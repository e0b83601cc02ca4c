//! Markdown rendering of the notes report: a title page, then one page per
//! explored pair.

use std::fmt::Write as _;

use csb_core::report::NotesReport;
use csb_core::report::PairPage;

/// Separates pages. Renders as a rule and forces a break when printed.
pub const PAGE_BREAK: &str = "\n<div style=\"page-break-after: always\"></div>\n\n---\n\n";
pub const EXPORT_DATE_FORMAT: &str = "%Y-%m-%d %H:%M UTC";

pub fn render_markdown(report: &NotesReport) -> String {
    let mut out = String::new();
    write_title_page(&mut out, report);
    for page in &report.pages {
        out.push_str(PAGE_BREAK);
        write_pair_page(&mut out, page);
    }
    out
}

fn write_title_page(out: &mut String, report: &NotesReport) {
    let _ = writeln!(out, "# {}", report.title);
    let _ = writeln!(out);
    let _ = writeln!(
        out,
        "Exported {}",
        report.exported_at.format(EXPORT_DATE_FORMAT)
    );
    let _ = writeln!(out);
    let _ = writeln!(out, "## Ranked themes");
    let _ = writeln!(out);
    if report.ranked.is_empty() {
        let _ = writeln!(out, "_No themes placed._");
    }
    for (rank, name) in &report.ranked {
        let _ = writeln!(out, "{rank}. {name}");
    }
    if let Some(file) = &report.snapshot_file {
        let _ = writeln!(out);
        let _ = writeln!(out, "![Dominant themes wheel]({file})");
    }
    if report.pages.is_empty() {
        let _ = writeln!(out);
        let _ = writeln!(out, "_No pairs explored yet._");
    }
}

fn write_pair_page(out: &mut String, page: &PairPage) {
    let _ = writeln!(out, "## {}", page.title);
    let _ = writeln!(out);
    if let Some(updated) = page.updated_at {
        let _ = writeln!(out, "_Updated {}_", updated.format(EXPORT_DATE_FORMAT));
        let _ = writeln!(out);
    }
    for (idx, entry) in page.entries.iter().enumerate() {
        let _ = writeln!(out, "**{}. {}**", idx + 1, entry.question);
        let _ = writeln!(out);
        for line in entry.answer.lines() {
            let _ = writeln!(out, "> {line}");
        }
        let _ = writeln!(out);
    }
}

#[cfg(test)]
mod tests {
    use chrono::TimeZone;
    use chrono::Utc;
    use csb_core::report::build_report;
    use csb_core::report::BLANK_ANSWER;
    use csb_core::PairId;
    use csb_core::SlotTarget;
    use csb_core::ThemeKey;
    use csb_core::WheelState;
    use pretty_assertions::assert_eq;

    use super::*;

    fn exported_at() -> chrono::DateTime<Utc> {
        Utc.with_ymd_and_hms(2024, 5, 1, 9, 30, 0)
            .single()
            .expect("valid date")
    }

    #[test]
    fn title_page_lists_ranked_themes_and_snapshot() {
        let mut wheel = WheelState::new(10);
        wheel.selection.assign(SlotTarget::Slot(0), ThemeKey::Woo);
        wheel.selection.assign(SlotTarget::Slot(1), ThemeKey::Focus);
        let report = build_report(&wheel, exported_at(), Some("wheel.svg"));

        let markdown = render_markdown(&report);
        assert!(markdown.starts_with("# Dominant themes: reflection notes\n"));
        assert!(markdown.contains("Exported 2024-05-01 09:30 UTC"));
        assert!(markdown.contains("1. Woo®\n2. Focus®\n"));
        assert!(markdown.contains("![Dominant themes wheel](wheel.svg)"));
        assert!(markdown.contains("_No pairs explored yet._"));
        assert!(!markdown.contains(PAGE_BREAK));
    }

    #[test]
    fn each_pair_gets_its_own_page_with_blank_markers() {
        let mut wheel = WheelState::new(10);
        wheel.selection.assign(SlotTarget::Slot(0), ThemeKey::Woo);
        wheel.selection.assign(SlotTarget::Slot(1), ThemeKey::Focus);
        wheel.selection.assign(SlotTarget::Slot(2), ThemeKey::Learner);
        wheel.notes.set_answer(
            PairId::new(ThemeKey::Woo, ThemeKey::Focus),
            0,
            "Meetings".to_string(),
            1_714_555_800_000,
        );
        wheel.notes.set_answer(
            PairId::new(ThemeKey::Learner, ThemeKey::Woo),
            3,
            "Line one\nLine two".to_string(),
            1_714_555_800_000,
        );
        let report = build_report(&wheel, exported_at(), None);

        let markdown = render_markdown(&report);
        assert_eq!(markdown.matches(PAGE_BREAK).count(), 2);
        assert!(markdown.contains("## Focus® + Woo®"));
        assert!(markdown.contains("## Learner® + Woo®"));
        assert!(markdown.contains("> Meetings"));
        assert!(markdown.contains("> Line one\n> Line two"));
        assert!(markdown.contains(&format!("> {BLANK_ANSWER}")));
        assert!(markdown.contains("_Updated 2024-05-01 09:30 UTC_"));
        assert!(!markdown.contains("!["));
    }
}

####################

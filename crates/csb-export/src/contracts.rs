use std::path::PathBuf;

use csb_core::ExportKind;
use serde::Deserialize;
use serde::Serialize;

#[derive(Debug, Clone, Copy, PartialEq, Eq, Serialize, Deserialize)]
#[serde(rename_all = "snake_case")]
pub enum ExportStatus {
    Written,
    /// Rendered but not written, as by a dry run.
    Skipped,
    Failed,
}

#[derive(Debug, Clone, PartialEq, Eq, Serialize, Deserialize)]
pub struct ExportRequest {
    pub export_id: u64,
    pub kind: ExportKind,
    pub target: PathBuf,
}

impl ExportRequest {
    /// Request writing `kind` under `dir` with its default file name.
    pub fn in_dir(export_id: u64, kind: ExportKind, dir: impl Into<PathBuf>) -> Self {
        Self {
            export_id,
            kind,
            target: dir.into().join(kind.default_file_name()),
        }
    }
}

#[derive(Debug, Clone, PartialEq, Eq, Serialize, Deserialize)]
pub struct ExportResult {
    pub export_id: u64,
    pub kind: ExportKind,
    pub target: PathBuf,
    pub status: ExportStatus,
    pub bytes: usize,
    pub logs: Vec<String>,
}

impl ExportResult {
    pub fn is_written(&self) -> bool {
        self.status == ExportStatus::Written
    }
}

####################

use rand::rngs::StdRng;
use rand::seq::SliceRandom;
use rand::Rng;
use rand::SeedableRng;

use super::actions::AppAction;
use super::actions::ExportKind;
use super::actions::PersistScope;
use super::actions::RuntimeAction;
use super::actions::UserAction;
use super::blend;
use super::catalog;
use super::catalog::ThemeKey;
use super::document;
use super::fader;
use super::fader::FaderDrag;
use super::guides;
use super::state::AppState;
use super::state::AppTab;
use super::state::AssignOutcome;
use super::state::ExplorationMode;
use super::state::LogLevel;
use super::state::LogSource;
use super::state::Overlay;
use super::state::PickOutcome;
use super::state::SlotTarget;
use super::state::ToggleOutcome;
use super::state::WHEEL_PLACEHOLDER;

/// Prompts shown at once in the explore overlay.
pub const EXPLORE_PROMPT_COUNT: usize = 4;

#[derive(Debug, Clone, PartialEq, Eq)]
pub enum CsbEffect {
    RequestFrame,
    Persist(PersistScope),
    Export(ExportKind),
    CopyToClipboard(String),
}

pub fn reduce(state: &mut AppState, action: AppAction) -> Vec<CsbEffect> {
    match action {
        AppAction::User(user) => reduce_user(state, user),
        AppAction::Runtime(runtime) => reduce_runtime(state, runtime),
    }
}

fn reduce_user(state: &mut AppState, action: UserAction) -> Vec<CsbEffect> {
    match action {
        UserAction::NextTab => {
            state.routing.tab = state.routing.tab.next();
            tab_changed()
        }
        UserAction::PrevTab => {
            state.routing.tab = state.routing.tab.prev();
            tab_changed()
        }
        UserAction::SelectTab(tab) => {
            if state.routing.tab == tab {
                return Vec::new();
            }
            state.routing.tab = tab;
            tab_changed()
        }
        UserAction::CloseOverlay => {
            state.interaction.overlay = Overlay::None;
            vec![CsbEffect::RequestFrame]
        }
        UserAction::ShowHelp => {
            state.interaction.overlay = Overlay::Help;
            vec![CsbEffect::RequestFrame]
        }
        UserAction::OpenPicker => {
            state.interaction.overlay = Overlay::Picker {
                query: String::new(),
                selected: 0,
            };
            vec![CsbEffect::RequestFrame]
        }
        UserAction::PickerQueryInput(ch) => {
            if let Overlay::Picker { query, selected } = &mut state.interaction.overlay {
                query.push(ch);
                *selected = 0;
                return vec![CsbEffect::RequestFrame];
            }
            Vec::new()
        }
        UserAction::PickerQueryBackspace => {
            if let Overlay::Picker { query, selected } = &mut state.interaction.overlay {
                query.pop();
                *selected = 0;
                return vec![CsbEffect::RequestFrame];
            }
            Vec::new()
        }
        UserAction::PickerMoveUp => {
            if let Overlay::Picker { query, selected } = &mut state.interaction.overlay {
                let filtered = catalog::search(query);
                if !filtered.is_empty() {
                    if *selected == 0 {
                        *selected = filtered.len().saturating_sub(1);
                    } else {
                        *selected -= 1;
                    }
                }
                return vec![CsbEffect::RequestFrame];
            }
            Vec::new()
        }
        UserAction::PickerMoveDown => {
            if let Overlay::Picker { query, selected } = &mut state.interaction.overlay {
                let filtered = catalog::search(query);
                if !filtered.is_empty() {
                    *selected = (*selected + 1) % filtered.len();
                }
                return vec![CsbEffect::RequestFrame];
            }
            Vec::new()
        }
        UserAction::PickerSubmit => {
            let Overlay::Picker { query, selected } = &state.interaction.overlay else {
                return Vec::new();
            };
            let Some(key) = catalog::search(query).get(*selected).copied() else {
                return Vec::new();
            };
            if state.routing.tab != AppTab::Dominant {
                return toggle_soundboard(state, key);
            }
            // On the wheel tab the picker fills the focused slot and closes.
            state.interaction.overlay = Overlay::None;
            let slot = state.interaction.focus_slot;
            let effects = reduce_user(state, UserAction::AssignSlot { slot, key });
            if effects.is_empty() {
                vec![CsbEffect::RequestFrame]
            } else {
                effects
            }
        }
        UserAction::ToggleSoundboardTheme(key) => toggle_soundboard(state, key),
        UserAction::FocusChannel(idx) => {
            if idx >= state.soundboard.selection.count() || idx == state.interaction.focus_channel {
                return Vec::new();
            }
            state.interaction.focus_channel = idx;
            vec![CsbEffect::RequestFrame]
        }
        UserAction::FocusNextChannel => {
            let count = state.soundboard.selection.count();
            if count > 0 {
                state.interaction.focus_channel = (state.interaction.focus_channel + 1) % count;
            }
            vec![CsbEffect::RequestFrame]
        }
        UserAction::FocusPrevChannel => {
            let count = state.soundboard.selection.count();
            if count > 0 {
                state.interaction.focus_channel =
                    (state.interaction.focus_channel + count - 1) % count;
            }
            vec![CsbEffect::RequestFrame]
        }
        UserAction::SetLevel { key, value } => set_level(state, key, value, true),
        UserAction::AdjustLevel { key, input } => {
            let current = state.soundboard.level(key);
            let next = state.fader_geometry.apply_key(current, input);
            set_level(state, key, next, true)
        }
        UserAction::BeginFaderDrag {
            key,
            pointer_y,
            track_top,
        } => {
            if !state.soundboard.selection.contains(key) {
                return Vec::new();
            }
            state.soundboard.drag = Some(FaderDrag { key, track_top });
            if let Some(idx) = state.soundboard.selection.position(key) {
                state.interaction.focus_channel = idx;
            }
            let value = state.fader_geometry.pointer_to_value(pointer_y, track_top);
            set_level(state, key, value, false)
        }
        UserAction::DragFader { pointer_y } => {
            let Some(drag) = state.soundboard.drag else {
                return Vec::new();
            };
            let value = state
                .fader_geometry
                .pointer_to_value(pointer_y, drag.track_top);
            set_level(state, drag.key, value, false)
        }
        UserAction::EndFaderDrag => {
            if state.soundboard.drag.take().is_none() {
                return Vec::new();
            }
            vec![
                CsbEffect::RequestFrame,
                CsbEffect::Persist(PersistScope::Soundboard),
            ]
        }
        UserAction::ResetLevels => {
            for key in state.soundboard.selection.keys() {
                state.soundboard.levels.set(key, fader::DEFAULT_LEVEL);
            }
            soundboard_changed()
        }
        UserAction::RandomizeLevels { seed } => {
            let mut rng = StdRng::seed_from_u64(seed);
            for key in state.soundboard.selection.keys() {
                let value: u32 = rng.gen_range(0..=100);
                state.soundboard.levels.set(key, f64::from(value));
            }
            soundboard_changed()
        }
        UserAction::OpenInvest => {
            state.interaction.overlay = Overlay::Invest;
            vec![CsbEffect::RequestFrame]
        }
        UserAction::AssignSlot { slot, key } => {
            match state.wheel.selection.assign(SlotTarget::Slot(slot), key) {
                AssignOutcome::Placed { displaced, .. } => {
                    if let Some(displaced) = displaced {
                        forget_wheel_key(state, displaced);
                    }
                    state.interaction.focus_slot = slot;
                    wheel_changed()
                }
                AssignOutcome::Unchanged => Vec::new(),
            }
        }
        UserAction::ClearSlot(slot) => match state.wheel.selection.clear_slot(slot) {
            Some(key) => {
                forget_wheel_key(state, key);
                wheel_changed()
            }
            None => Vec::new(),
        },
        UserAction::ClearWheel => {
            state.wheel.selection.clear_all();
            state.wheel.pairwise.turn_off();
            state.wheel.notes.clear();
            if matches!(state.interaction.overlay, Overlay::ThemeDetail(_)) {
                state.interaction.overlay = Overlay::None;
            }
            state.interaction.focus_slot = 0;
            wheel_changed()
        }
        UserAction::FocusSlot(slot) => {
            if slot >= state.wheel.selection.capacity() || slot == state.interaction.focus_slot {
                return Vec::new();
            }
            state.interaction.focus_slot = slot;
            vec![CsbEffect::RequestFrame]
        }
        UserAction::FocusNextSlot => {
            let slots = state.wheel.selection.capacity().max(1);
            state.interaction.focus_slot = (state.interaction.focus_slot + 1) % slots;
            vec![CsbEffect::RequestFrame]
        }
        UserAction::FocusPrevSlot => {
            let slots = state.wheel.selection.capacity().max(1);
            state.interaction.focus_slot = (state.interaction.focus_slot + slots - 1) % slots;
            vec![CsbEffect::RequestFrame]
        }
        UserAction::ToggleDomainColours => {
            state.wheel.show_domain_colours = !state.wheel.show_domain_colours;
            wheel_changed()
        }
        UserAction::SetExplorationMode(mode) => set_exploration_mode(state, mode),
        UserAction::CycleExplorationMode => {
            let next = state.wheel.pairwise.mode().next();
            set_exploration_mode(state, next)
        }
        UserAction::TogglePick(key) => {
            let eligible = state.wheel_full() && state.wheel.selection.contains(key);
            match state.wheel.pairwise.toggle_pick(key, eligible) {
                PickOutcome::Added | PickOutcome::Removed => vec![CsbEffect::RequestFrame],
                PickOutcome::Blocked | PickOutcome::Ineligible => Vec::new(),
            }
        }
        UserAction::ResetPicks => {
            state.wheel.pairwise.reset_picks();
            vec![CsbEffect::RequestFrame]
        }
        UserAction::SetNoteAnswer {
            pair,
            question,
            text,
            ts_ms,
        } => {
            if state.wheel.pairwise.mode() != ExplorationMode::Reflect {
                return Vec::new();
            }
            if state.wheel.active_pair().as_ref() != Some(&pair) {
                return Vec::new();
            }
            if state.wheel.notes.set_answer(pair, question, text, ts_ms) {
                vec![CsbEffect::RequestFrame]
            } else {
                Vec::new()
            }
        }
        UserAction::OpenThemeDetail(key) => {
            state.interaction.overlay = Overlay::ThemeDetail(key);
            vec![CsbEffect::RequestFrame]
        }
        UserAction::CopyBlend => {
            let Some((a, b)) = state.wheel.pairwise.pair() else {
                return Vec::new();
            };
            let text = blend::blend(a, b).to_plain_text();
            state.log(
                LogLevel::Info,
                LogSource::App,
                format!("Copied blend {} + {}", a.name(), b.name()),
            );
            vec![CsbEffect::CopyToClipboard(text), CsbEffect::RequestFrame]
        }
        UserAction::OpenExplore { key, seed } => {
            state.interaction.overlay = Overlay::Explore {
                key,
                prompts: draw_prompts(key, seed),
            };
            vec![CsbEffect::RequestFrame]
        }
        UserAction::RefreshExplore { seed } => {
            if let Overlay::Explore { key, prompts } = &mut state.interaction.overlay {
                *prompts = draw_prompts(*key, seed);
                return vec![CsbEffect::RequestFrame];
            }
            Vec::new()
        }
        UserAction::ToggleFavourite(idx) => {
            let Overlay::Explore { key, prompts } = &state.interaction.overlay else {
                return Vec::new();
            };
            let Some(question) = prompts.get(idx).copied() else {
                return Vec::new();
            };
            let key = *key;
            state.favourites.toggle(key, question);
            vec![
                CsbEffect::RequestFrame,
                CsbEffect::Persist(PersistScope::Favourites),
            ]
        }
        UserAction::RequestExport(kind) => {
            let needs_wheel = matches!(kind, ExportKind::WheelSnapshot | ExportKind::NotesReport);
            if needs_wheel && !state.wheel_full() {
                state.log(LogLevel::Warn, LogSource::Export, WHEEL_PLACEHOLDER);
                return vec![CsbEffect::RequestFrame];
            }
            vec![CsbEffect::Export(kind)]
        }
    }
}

####################

_WHAT YOU SHOULD DO_:
Please write out, exactly as they appear above, only the lines in the stretch from the line with "repository e0b83601cc02ca4c" through the line with "use csb_core::report::PairPage;".

_SOLUTION FOR THIS PROBLEM_:
repository e0b83601cc02ca4c
//! Markdown rendering of the notes report: a title page, then one page per
//! explored pair.

use std::fmt::Write as _;

use csb_core::report::NotesReport;
use csb_core::report::PairPage;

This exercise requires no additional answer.